Data excerpts:
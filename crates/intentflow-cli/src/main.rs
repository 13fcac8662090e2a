//! CLI entry point for intentflow.
//!
//! This binary provides the `intentflow` command with subcommands for
//! serving the HTTP API and for one-shot generate / classify / decompose
//! runs that print the response envelope as JSON.

mod helpers;

use std::path::PathBuf;
use std::process::ExitCode;
use std::sync::Arc;

use anyhow::{Context, Result};
use clap::{Parser, Subcommand};
use tracing::info;

use intentflow_agent::{LlmClient, ServiceConfig};
use intentflow_intent::{Pipeline, WorkflowRequest};
use intentflow_web::WebServer;

// ---------------------------------------------------------------------------
// CLI definition
// ---------------------------------------------------------------------------

/// intentflow -- natural-language descriptions to structured workflow plans.
#[derive(Parser)]
#[command(
    name = "intentflow",
    version,
    about = "Turn natural-language descriptions into structured workflow plans",
    long_about = "Classifies whether a description asks for an automated workflow and, \
                  if so, decomposes it into typed variables and ordered steps using an \
                  OpenAI-compatible completion endpoint."
)]
struct Cli {
    /// Path to a TOML configuration file.
    #[arg(long, global = true)]
    config: Option<PathBuf>,

    /// Emit logs as JSON lines instead of the compact format.
    #[arg(long, global = true)]
    json_logs: bool,

    #[command(subcommand)]
    command: Commands,
}

#[derive(Subcommand)]
enum Commands {
    /// Start the HTTP API server.
    Serve,

    /// Classify a description and decompose it when it is a workflow request.
    Generate {
        description: String,
        /// Correlation id to use instead of a generated one.
        #[arg(long)]
        request_id: Option<String>,
        /// Caller identity, logged with the request.
        #[arg(long)]
        user_id: Option<String>,
    },

    /// Only classify a description.
    Classify { description: String },

    /// Only decompose a description, skipping classification.
    Decompose { description: String },
}

// ---------------------------------------------------------------------------
// Main
// ---------------------------------------------------------------------------

#[tokio::main]
async fn main() -> Result<ExitCode> {
    let cli = Cli::parse();

    helpers::init_tracing("info", cli.json_logs);
    let config = helpers::load_config(cli.config.as_deref())?;

    let ok = match cli.command {
        Commands::Serve => {
            cmd_serve(config).await?;
            true
        }
        Commands::Generate {
            description,
            request_id,
            user_id,
        } => {
            let request = WorkflowRequest {
                description,
                user_id,
                request_id,
            };
            let envelope = pipeline(&config)?.generate(&request).await;
            helpers::print_envelope(&envelope)?
        }
        Commands::Classify { description } => {
            let envelope = pipeline(&config)?.classify_only(&description).await;
            helpers::print_envelope(&envelope)?
        }
        Commands::Decompose { description } => {
            let envelope = pipeline(&config)?.decompose_only(&description).await;
            helpers::print_envelope(&envelope)?
        }
    };

    Ok(if ok { ExitCode::SUCCESS } else { ExitCode::FAILURE })
}

/// Build the pipeline over an HTTP client, reporting whether the client holds
/// a usable credential.
fn connect(config: &ServiceConfig) -> Result<(Pipeline, bool)> {
    let client =
        LlmClient::new(config.llm.clone()).context("failed to build completion client")?;
    let configured = client.is_configured();
    Ok((Pipeline::from_config(config, Arc::new(client)), configured))
}

fn pipeline(config: &ServiceConfig) -> Result<Pipeline> {
    connect(config).map(|(pipeline, _)| pipeline)
}

// ---------------------------------------------------------------------------
// Subcommand: serve
// ---------------------------------------------------------------------------

async fn cmd_serve(config: ServiceConfig) -> Result<()> {
    let (pipeline, gateway_configured) = connect(&config)?;
    let server = WebServer::new(
        config.server.clone().into(),
        Arc::new(pipeline),
        gateway_configured,
    );

    info!(addr = %server.addr(), "intentflow ready");
    server
        .start()
        .await
        .map_err(|e| anyhow::anyhow!(e))
        .context("web server failed")
}
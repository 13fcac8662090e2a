//! REST API route handlers.
//!
//! Every handler answers with `(status, Json<ResponseEnvelope<_>>)` where the
//! status is derived from the envelope code.  Extractor rejections (bad JSON
//! body, missing query parameter) are turned into 400 envelopes here so the
//! caller never sees axum's plain-text errors.

use std::sync::Arc;

use axum::Json;
use axum::extract::rejection::{JsonRejection, QueryRejection};
use axum::extract::{Query, State};
use axum::http::StatusCode;
use chrono::Utc;
use serde::{Deserialize, Serialize};
use tracing::{debug, info, warn};

use intentflow_agent::Plan;
use intentflow_intent::envelope::CODE_BAD_REQUEST;
use intentflow_intent::request::validation_message;
use intentflow_intent::{GenerateResult, IntentVerdict, ResponseEnvelope, WorkflowRequest};

use crate::state::AppState;

/// Handler return type.
pub type ApiResponse<T> = (StatusCode, Json<ResponseEnvelope<T>>);

/// Map an envelope to its HTTP response.
pub fn respond<T: Serialize>(envelope: ResponseEnvelope<T>) -> ApiResponse<T> {
    let status = StatusCode::from_u16(envelope.code).unwrap_or(StatusCode::INTERNAL_SERVER_ERROR);
    (status, Json(envelope))
}

fn rejected<T: Serialize>(detail: String) -> ApiResponse<T> {
    warn!(detail = %detail, "request rejected by extractor");
    respond(ResponseEnvelope::error(CODE_BAD_REQUEST, validation_message(&detail)))
}

/// Query string of the single-stage endpoints.
#[derive(Debug, Deserialize)]
pub struct DescriptionQuery {
    pub description: String,
}

// ---------------------------------------------------------------------------
// POST /api/workflow/generate
// ---------------------------------------------------------------------------

/// Full pipeline: classify, then decompose on a positive verdict.
pub async fn generate(
    State(state): State<Arc<AppState>>,
    payload: Result<Json<WorkflowRequest>, JsonRejection>,
) -> ApiResponse<GenerateResult> {
    let Json(request) = match payload {
        Ok(json) => json,
        Err(rejection) => return rejected(rejection.body_text()),
    };
    info!(
        user_id = ?request.user_id,
        request_id = ?request.request_id,
        "workflow generation request received"
    );
    respond(state.pipeline.generate(&request).await)
}

// ---------------------------------------------------------------------------
// POST /api/workflow/intent
// ---------------------------------------------------------------------------

/// Classification only.
pub async fn intent(
    State(state): State<Arc<AppState>>,
    query: Result<Query<DescriptionQuery>, QueryRejection>,
) -> ApiResponse<IntentVerdict> {
    let Query(query) = match query {
        Ok(query) => query,
        Err(rejection) => return rejected(rejection.body_text()),
    };
    info!("intent request received");
    respond(state.pipeline.classify_only(&query.description).await)
}

// ---------------------------------------------------------------------------
// POST /api/workflow/decompose
// ---------------------------------------------------------------------------

/// Decomposition only, skipping classification.
pub async fn decompose(
    State(state): State<Arc<AppState>>,
    query: Result<Query<DescriptionQuery>, QueryRejection>,
) -> ApiResponse<Plan> {
    let Query(query) = match query {
        Ok(query) => query,
        Err(rejection) => return rejected(rejection.body_text()),
    };
    info!("decompose request received");
    respond(state.pipeline.decompose_only(&query.description).await)
}

// ---------------------------------------------------------------------------
// GET /api/workflow/health, GET /api/workflow/info
// ---------------------------------------------------------------------------

pub async fn health(State(state): State<Arc<AppState>>) -> ApiResponse<String> {
    debug!("health check");
    respond(state.pipeline.health())
}

const API_INFO: &str = "\
工作流生成服务 API 说明：

1. POST /api/workflow/generate
   - 完整流程：先意图识别，再任务分解
   - 请求体：{\"description\": \"...\", \"userId\": \"...\", \"requestId\": \"...\"}
   - 不是工作流意图时返回意图识别结果，否则返回任务分解结果

2. POST /api/workflow/intent?description=用户描述
   - 仅进行意图识别

3. POST /api/workflow/decompose?description=用户描述
   - 仅进行任务分解（跳过意图识别）

4. GET /api/workflow/health
   - 健康检查

5. GET /api/workflow/info
   - 本说明

注意事项：
- 所有接口都返回统一的响应信封：code、message、data、correlationId、timestamp
- 描述不能为空，长度限制为2000字符
- 需要配置 DEEPSEEK_API_KEY 环境变量
";

pub async fn info() -> ApiResponse<String> {
    respond(ResponseEnvelope::success(API_INFO.to_owned()))
}

// ---------------------------------------------------------------------------
// GET /api/test/ping, GET /api/test/status
// ---------------------------------------------------------------------------

pub async fn ping() -> ApiResponse<String> {
    respond(ResponseEnvelope::success("pong".to_owned()))
}

/// Payload of `/api/test/status`.
#[derive(Debug, Serialize)]
#[serde(rename_all = "camelCase")]
pub struct ServiceStatus {
    pub service: &'static str,
    pub status: &'static str,
    pub version: &'static str,
    pub timestamp: chrono::DateTime<Utc>,
    pub uptime_seconds: i64,
    pub gateway_configured: bool,
}

pub async fn status(State(state): State<Arc<AppState>>) -> ApiResponse<ServiceStatus> {
    let now = Utc::now();
    respond(ResponseEnvelope::success(ServiceStatus {
        service: "intentflow",
        status: "running",
        version: env!("CARGO_PKG_VERSION"),
        timestamp: now,
        uptime_seconds: (now - state.started_at).num_seconds(),
        gateway_configured: state.gateway_configured,
    }))
}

Directions for this task | Find and copy each line of the data where "skipping" is present.

Task answer |
    /// Only decompose a description, skipping classification.
/// Decomposition only, skipping classification.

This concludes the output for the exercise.